Sometimes the best definition is so brief and obvious…if you were to ask me just yesterday how to define fact fluency I would have given you a mouthful of alphabet soup teacher-ese. This morning, over coffee, shuffling through some of my favorite math education books as one does, (this time Marian Small’s amazing tome for math educators, Understanding the Math We Teach and How to Teach It) it occurred to me that Small’s definition of fact fluency is just so obvious and accurate: “to both know the facts and to understand them.” Duh. This is basically what I’ve been trying to surface for years but knowing my verbosity…

Knowing the facts implies the quick and accurate recall piece of fluency, which yes, is very, very important for students. One reason it is important is because of cognitive load–before a student is fact fluent, she expends a good deal of her mental power searching for an accurate sum, difference, product, or quotient. Once those facts are good and learned and tucked away into the filing cabinet of her long term memory, she can retrieve them at will and all of that working mental power is reserved for the more complex problem solving.

Now, when a child is just developing familiarity with numbers and quantities (see posts on counting and developing addition), or just learning the ins and outs of a new operation (like moving from additive fluency to multiplicative) she should expend that mental energy on piecing numbers together strategically. The work of developing fluency is in itself a form of complex problem solving and meaning making for her at that point. This is the understanding piece of fact fluency.

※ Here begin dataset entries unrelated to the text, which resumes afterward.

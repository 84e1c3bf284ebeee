//! Top-level wiring of the synchronization pipeline.
//!
//! `rooms -> connections -> dispatcher -> reconciler <- poll scheduler`,
//! with the reconciler publishing snapshots on a watch channel. The handle
//! returned by [`SyncService::start`] is the only surface the rendering
//! collaborator touches: read-only snapshots, connectivity, settings
//! passthrough, and teardown.

use crate::config::SyncConfig;
use crate::dispatch::MessageDispatcher;
use crate::error::SyncError;
use crate::poll::PollScheduler;
use crate::reconcile::Reconciler;
use crate::registry::{ConnectionRegistry, ConnectivitySnapshot};
use crate::rest::{PullApi, RestClient, Settings};
use crate::state::DashboardSnapshot;
use dashboard_core::Room;
use std::sync::Arc;
use tokio::sync::{mpsc, watch};
use tokio::task::JoinHandle;
use tracing::info;

/// Entry point for the synchronization subsystem.
pub struct SyncService;

impl SyncService {
    /// Start against the configured REST endpoint.
    pub fn start(config: SyncConfig) -> Result<SyncHandle, SyncError> {
        let api = RestClient::new(&config.rest_base_url, config.bearer_token.clone())?;
        Ok(Self::start_with_api(config, Arc::new(api)))
    }

    /// Start with an injected pull transport (tests, alternative backends).
    pub fn start_with_api(config: SyncConfig, api: Arc<dyn PullApi>) -> SyncHandle {
        let (frame_tx, frame_rx) = mpsc::channel(config.channel_buffer_size);
        let (update_tx, update_rx) = mpsc::channel(config.channel_buffer_size);

        let (reconciler, snapshot_rx) =
            Reconciler::new(config.initial_balance, config.max_log_entries);
        let reconciler_task = tokio::spawn(reconciler.run(update_rx));

        let poller = PollScheduler::spawn(&config, api.clone(), update_tx.clone());
        let dispatcher = MessageDispatcher::new(update_tx, poller.trade_refresh_handle());
        let dispatcher_task = tokio::spawn(dispatcher.run(frame_rx));

        let registry = Arc::new(ConnectionRegistry::new(config.clone(), frame_tx));
        for room in &config.rooms {
            registry.subscribe(*room);
        }
        info!(rooms = config.rooms.len(), "sync service started");

        SyncHandle {
            registry,
            api,
            snapshot_rx,
            poller,
            tasks: vec![dispatcher_task, reconciler_task],
        }
    }
}

/// Running synchronization subsystem.
pub struct SyncHandle {
    registry: Arc<ConnectionRegistry>,
    api: Arc<dyn PullApi>,
    snapshot_rx: watch::Receiver<DashboardSnapshot>,
    poller: PollScheduler,
    tasks: Vec<JoinHandle<()>>,
}

impl SyncHandle {
    /// Latest published snapshot.
    pub fn snapshot(&self) -> DashboardSnapshot {
        self.snapshot_rx.borrow().clone()
    }

    /// Watch receiver for snapshot updates (one per render loop).
    pub fn subscribe(&self) -> watch::Receiver<DashboardSnapshot> {
        self.snapshot_rx.clone()
    }

    pub fn connectivity(&self) -> ConnectivitySnapshot {
        self.registry.connectivity()
    }

    pub fn registry(&self) -> &ConnectionRegistry {
        &self.registry
    }

    /// Manual reconnect for a room that gave up, or a late subscription.
    pub fn resubscribe(&self, room: Room) -> bool {
        self.registry.subscribe(room)
    }

    pub fn unsubscribe(&self, room: Room) -> bool {
        self.registry.unsubscribe(room)
    }

    /// Read the user settings through the pull contract.
    pub async fn settings(&self) -> Result<Settings, SyncError> {
        self.api.fetch_settings().await
    }

    /// Write the user settings through the pull contract.
    pub async fn update_settings(&self, settings: &Settings) -> Result<(), SyncError> {
        self.api.update_settings(settings).await
    }

    /// Tear the whole subsystem down.
    ///
    /// Stops every timer - heartbeats, reconnect backoffs, poll intervals -
    /// synchronously before the pipeline tasks are dropped, so nothing fires
    /// into destroyed state.
    pub fn shutdown(self) {
        self.registry.shutdown_all();
        self.poller.abort_all();
        for task in &self.tasks {
            task.abort();
        }
        info!("sync service stopped");
    }
}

A student needs to build fluency strategically in order to understand it. Memorizing digits and symbols in the abstract only builds a very superficial and limited knowledge of number facts. Strategic development of facts helps a student leverage her understanding of number composition and the behavior of operations in order to construct each fact and apply that understanding and those patterns to larger values. Here are two illustrative scenarios:

The more practice a student has generating and practicing her facts, the more likely they are to be tucked into that long term memory filing cabinet–but the more she understands her facts the more likely she will be to catch herself, intuitively, when she makes an error (hmm 7 + 7 can’t equal 15, because doubles generate even numbers!), and best of all… she won’t get stuck… (7 x 8? oh gosh I forget that trick I learned, what was the rhyme again? oh well, I know 2 x 8 and 5 x 8, those are easy for me, I will just combine them, 16 + 40 = 56, no big deal!).

It is important to note that levels of fluency inform other levels of fluency. So in the above example, the students had to develop awareness of “easier” facts in order to make sense of the “harder” facts they were working to decipher. That is why we take students through a very intentional sequence of fact development. To call upon the building analogy I love so much, students need to start with foundational fluency in order build stronger and more meaningful fluency across the board.